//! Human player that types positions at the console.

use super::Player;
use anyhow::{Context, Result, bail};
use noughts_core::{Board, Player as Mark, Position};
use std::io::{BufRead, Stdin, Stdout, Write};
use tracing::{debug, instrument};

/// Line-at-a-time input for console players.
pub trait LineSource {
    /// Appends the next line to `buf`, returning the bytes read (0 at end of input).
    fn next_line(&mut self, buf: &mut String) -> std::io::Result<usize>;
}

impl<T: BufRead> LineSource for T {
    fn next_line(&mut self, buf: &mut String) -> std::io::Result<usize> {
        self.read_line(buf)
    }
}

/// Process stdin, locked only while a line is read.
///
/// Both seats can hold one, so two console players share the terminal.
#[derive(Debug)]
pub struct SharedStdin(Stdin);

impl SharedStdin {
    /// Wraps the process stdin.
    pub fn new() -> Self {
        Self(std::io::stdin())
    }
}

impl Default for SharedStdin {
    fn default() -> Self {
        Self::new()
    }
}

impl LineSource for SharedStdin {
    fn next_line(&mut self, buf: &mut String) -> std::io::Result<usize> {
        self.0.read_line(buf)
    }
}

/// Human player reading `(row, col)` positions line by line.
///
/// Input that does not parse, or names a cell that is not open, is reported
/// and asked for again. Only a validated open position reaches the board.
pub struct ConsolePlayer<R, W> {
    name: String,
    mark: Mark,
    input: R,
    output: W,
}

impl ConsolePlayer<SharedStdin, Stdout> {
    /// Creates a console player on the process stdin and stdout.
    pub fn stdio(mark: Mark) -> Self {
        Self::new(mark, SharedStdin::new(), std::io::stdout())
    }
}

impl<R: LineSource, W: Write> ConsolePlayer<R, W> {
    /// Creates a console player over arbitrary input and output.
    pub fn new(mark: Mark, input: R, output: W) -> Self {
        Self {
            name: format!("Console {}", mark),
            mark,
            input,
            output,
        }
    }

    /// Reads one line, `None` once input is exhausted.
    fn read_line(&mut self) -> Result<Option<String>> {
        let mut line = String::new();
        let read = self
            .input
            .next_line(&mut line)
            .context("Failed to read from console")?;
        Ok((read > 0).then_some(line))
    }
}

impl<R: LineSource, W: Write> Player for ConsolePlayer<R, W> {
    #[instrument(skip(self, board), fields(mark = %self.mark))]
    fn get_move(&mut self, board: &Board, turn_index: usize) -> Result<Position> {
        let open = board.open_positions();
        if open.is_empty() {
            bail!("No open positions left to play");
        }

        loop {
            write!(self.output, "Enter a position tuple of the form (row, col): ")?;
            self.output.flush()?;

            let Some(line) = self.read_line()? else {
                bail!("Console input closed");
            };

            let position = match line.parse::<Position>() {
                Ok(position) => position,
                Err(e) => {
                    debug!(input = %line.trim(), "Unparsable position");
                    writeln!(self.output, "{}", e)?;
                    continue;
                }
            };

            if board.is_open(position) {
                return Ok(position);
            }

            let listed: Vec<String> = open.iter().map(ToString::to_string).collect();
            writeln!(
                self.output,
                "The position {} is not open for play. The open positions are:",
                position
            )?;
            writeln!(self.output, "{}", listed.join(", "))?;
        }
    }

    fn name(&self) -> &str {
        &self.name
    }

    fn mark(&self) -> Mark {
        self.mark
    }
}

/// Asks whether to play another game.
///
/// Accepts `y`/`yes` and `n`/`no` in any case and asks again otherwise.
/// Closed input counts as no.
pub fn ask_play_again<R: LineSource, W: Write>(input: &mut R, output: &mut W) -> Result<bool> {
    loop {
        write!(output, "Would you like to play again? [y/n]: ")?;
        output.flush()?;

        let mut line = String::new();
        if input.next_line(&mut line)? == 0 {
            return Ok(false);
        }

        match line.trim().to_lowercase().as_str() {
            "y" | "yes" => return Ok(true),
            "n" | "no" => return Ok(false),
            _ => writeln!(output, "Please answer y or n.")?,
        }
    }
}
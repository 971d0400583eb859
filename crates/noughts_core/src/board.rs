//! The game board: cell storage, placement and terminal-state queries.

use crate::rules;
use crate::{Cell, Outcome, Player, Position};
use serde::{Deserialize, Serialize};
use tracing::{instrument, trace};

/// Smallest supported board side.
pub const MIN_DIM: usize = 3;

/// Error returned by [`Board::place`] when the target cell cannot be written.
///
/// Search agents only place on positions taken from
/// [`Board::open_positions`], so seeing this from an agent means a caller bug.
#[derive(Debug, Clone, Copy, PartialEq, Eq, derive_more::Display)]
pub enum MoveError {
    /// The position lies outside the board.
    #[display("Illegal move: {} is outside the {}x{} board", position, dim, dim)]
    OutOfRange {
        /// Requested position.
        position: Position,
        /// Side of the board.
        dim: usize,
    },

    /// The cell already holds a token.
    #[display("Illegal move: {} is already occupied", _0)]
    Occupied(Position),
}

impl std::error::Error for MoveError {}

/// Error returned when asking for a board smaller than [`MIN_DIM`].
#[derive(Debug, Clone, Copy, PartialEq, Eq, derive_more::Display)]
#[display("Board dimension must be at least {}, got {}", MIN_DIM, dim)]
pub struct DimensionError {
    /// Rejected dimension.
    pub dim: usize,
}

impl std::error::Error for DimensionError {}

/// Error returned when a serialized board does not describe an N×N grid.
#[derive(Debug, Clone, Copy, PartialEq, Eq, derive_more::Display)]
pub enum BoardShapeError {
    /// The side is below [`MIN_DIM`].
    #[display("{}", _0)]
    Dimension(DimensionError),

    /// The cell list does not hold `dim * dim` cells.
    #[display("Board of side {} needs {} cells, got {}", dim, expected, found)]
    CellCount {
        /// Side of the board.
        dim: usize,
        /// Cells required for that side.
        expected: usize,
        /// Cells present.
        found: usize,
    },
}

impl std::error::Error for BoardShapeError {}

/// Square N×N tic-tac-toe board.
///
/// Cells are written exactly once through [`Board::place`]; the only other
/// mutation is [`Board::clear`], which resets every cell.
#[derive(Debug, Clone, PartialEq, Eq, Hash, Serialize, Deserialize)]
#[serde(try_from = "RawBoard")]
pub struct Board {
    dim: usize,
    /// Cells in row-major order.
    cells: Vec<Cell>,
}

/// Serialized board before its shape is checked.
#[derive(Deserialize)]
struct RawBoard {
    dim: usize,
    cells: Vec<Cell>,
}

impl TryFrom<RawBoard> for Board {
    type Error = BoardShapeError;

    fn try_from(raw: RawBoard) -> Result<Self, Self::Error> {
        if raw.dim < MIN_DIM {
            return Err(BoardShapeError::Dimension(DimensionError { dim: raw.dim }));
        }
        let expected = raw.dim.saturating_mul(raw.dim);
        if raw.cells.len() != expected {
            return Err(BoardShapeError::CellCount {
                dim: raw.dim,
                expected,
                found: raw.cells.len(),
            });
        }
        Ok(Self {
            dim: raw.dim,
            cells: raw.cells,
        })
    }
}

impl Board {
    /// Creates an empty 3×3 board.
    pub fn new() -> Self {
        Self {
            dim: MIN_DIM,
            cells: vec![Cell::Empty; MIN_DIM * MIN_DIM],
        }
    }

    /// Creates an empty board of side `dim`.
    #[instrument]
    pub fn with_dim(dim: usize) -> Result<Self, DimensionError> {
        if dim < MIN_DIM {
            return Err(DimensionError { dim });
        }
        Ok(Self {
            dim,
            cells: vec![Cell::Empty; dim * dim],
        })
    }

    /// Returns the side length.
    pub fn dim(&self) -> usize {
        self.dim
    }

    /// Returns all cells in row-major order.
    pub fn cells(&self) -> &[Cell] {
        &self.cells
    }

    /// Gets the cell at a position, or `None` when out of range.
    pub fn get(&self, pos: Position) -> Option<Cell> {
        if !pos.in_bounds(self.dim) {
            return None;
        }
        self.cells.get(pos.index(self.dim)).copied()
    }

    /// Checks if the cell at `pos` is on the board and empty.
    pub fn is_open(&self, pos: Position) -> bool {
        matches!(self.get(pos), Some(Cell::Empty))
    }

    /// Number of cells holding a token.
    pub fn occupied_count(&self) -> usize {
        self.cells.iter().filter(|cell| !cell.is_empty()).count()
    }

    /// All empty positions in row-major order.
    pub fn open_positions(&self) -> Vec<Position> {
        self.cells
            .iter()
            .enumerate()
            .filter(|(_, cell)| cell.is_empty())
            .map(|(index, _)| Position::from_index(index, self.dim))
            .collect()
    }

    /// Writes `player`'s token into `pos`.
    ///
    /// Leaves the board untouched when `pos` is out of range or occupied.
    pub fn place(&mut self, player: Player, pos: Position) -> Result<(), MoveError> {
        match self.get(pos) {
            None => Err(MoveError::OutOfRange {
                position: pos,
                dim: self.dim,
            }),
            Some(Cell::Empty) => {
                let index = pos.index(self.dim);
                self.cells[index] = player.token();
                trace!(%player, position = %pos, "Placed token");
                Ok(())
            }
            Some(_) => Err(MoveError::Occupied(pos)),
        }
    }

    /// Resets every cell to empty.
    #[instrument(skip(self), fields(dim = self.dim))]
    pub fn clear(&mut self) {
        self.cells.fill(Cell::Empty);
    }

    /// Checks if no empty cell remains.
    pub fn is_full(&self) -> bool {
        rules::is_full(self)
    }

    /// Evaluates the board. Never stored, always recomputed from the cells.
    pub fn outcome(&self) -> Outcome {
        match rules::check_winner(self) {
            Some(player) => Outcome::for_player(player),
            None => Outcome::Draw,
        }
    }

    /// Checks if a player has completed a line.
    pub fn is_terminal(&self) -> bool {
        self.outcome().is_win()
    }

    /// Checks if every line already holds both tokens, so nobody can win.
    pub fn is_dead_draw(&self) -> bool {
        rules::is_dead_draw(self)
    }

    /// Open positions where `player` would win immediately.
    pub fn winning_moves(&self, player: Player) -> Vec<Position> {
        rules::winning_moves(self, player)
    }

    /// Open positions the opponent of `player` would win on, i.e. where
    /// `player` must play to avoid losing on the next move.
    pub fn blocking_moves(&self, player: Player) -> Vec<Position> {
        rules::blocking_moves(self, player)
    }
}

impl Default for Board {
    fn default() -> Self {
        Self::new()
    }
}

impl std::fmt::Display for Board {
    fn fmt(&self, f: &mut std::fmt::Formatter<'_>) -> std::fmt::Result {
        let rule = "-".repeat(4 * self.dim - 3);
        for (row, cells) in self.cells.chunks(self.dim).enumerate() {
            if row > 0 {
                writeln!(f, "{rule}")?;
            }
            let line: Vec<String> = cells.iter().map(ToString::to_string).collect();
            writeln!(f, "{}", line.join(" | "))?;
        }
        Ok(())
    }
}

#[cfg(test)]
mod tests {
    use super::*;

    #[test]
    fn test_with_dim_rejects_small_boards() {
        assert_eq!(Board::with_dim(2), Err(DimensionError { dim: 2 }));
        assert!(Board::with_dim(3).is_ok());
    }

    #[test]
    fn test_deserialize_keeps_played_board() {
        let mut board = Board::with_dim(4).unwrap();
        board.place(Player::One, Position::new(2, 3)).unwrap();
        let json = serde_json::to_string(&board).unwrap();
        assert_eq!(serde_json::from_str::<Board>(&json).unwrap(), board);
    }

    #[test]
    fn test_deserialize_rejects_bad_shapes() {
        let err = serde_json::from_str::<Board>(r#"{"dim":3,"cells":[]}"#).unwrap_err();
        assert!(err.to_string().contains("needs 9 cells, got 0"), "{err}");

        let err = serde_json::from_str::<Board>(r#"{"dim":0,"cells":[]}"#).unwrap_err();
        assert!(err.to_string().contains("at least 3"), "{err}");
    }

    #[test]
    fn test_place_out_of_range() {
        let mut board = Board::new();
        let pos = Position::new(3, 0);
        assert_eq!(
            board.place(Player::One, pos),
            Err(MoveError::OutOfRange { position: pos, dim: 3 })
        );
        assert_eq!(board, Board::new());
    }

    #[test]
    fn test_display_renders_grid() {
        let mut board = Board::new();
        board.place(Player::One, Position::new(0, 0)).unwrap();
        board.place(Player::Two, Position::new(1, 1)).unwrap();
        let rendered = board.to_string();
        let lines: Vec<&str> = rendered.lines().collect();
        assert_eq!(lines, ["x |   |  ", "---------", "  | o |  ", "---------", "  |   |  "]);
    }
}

-=-=-=-=-

• **WORK TO BE COMPLETED**: Within the material, count the lines where the word "holds" appears. The reply is that number and nothing more.

• **TASK OUTPUT**: 2